Igualmente aumentó el precio de un tratamiento para el envenenamiento por plomo en más de 2700 % en un solo año. El precio original cuando Valeant adquirió Medicis en 2013 era de $950, pero después de todas las alzas de precios, el precio actual en Estados Unidos es $5000 por gramo, en comparación con $15 por gramo en Canadá, una diferencia del 33 300 %. La formulación no es cara y se puede preparar a precios muy bajos, aproximadamente $0.33 por gramo, si los ingredientes se ordenan de un catálogo de laboratorio.

Sería injusto señalar a Valeant como los únicos con este comportamiento monopolístico, porque la verdad es que no está solo. Una encuesta de octubre 2015 de más de tres mil marcas de medicamentos recetados encontró que el precio de sesenta marcas se había duplicado y que el precio de una veintena se había cuadruplicado desde diciembre 2014. El aumento promedio de los precios de las farmacéuticas fue de 16 % en 2012, 29 % en 2013, 22 % en 2014 y 19 % en 2015 (https://qz.com/514553/massive-unexpected-drug-price-increases-are-happening-all-the-time/).

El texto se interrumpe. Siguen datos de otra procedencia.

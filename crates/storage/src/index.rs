//! Per-collection index registry
//!
//! Indexes here are logical: they record the key specification and enforce
//! uniqueness, they do not accelerate lookups. Every collection starts with
//! the unique `_id_` index, which `drop_all` keeps.

use docmap_core::{IndexOptions, IndexSpec, Value, ID_FIELD};
use std::collections::BTreeMap;

use crate::collection::StoredDocument;
use crate::matcher::lookup;

/// Name of the implicit primary key index
pub const ID_INDEX: &str = "_id_";

#[derive(Debug, Clone)]
struct IndexEntry {
    spec: IndexSpec,
    unique: bool,
}

/// Secondary index definitions of one collection, keyed by name
#[derive(Debug, Clone)]
pub struct IndexRegistry {
    indexes: BTreeMap<String, IndexEntry>,
}

impl IndexRegistry {
    /// Create a registry holding only the `_id_` index
    pub fn new() -> Self {
        let mut indexes = BTreeMap::new();
        indexes.insert(
            ID_INDEX.to_string(),
            IndexEntry {
                spec: IndexSpec::single(ID_FIELD),
                unique: true,
            },
        );
        Self { indexes }
    }

    /// Add the index unless one with the same name exists
    ///
    /// Returns the index name and whether it was newly created.
    pub fn ensure(&mut self, spec: &IndexSpec, options: &IndexOptions) -> (String, bool) {
        let name = spec.name();
        if self.indexes.contains_key(&name) {
            return (name, false);
        }
        self.indexes.insert(
            name.clone(),
            IndexEntry {
                spec: spec.clone(),
                unique: options.unique,
            },
        );
        (name, true)
    }

    /// Remove every index except `_id_`
    pub fn drop_all(&mut self) {
        self.indexes.retain(|name, _| name == ID_INDEX);
    }

    /// Name → key spec for every index
    pub fn information(&self) -> BTreeMap<String, IndexSpec> {
        self.indexes
            .iter()
            .map(|(name, entry)| (name.clone(), entry.spec.clone()))
            .collect()
    }

    /// Check whether an index with this name exists
    pub fn contains(&self, name: &str) -> bool {
        self.indexes.contains_key(name)
    }

    /// Get the number of indexes, `_id_` included
    pub fn len(&self) -> usize {
        self.indexes.len()
    }

    /// Always false: `_id_` cannot be dropped
    pub fn is_empty(&self) -> bool {
        self.indexes.is_empty()
    }

    /// Find a unique index that `candidate` would violate
    ///
    /// `existing` yields the stored documents to check against; the document
    /// being replaced (same `_id`) must already be excluded by the caller.
    /// Returns the violated index name.
    pub fn violation<'a>(
        &self,
        candidate: &StoredDocument,
        existing: impl Iterator<Item = &'a StoredDocument> + Clone,
    ) -> Option<String> {
        for (name, entry) in self.indexes.iter().filter(|(_, e)| e.unique) {
            let key = index_key(&entry.spec, candidate);
            let clash = existing.clone().any(|other| {
                let other_key = index_key(&entry.spec, other);
                key.iter()
                    .zip(other_key.iter())
                    .all(|(a, b)| a.loosely_equals(b))
            });
            if clash {
                return Some(name.clone());
            }
        }
        None
    }
}

impl Default for IndexRegistry {
    fn default() -> Self {
        Self::new()
    }
}

fn index_key(spec: &IndexSpec, doc: &StoredDocument) -> Vec<Value> {
    spec.fields()
        .map(|field| lookup(doc.document(), field).cloned().unwrap_or(Value::Null))
        .collect()
}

En conclusión, las farmacéuticas elevan precios muy por encima de la inflación, porque sencillamente pueden hacerlo y nadie se los impide. En presencia de una burocracia conspiradora que no defiende a los consumidores y en ausencia de una norma legal que promueva la competencia, las farmacéuticas han descubierto que el cielo es el límite.